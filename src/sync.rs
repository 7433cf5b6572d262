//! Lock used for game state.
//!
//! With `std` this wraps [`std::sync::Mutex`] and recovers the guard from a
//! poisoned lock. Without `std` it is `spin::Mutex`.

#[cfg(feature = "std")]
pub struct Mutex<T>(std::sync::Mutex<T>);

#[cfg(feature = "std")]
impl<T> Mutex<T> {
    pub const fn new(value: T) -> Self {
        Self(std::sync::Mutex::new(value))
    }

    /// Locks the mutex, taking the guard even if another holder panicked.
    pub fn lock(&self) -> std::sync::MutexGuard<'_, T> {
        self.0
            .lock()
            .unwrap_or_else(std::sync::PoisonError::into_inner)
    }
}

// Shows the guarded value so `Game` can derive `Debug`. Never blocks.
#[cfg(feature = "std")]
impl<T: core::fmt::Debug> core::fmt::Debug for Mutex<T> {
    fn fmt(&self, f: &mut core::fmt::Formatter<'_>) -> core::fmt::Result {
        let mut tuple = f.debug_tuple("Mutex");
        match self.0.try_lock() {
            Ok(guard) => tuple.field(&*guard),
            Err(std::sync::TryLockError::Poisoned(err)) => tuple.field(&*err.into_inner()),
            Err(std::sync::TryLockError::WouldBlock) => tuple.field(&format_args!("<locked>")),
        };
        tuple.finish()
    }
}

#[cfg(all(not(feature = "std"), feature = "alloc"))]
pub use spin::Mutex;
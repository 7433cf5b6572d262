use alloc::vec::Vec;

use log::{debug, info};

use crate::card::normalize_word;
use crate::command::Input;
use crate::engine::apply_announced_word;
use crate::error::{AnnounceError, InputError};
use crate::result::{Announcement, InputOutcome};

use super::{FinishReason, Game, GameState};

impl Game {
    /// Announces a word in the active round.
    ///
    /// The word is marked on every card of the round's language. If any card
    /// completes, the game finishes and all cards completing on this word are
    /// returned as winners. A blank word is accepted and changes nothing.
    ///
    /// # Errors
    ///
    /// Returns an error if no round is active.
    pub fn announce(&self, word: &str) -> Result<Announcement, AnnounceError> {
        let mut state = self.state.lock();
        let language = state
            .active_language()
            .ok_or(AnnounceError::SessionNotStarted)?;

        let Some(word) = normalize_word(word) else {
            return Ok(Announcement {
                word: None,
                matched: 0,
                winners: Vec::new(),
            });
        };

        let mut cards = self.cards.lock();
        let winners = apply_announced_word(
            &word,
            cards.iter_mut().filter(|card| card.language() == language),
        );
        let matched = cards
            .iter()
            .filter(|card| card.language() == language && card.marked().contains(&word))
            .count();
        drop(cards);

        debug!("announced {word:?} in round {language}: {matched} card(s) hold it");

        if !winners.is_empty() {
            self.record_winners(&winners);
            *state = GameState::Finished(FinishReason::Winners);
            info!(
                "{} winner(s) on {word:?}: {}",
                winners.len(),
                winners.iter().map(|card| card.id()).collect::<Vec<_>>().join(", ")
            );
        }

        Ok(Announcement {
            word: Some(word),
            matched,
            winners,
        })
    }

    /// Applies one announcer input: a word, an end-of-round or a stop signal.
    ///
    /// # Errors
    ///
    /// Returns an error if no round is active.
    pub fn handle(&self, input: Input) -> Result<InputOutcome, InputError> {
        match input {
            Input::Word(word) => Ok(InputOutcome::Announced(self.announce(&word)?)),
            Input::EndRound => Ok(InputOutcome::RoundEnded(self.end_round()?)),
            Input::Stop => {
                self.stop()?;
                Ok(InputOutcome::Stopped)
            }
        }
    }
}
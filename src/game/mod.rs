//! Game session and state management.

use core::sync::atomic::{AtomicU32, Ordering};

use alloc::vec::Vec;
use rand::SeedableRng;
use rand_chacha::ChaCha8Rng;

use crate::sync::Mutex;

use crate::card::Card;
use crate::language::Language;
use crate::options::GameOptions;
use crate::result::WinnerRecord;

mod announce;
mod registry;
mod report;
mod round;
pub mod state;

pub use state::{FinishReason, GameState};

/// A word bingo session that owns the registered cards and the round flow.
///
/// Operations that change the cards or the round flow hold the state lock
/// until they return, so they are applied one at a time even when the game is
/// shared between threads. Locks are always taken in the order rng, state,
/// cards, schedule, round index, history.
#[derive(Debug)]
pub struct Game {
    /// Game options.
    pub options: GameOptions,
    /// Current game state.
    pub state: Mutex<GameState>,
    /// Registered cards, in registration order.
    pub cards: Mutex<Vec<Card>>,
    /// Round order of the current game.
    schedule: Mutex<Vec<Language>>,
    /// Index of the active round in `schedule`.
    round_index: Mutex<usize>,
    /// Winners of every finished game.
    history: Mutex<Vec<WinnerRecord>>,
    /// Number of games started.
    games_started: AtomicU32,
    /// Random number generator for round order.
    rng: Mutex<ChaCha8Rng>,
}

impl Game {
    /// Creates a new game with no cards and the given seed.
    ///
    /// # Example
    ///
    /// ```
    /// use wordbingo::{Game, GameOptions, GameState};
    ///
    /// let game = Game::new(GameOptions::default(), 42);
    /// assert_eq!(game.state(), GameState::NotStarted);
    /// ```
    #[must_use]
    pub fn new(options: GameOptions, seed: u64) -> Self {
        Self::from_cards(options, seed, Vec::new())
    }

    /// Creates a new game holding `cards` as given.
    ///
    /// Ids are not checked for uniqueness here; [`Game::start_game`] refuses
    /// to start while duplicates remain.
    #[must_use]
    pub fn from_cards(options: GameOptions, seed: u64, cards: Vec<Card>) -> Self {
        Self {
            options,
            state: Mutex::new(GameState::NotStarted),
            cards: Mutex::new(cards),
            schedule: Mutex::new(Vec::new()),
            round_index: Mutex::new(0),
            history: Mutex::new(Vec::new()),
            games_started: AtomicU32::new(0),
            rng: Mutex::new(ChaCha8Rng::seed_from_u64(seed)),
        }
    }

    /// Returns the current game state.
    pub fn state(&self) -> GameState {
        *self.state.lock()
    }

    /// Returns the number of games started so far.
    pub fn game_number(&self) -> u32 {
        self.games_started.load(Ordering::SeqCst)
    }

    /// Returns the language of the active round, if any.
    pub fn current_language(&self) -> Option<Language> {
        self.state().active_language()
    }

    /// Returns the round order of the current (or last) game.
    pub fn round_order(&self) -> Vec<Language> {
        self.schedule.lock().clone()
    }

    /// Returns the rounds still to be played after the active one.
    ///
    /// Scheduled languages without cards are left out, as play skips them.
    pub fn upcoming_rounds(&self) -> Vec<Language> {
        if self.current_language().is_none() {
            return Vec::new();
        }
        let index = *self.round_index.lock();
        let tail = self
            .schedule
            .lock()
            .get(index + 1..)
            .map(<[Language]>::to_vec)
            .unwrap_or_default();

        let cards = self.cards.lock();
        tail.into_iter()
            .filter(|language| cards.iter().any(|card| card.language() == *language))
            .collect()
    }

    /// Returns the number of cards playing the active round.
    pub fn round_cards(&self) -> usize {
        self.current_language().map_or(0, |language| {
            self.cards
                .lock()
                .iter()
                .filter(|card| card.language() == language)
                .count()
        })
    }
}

* * * * * * *

◆ EXERCISE AIM
Copy out each line of the entries that holds "InputError".

◆ OUTPUT OF THE TASK
use crate::error::{AnnounceError, InputError};
    pub fn handle(&self, input: Input) -> Result<InputOutcome, InputError> {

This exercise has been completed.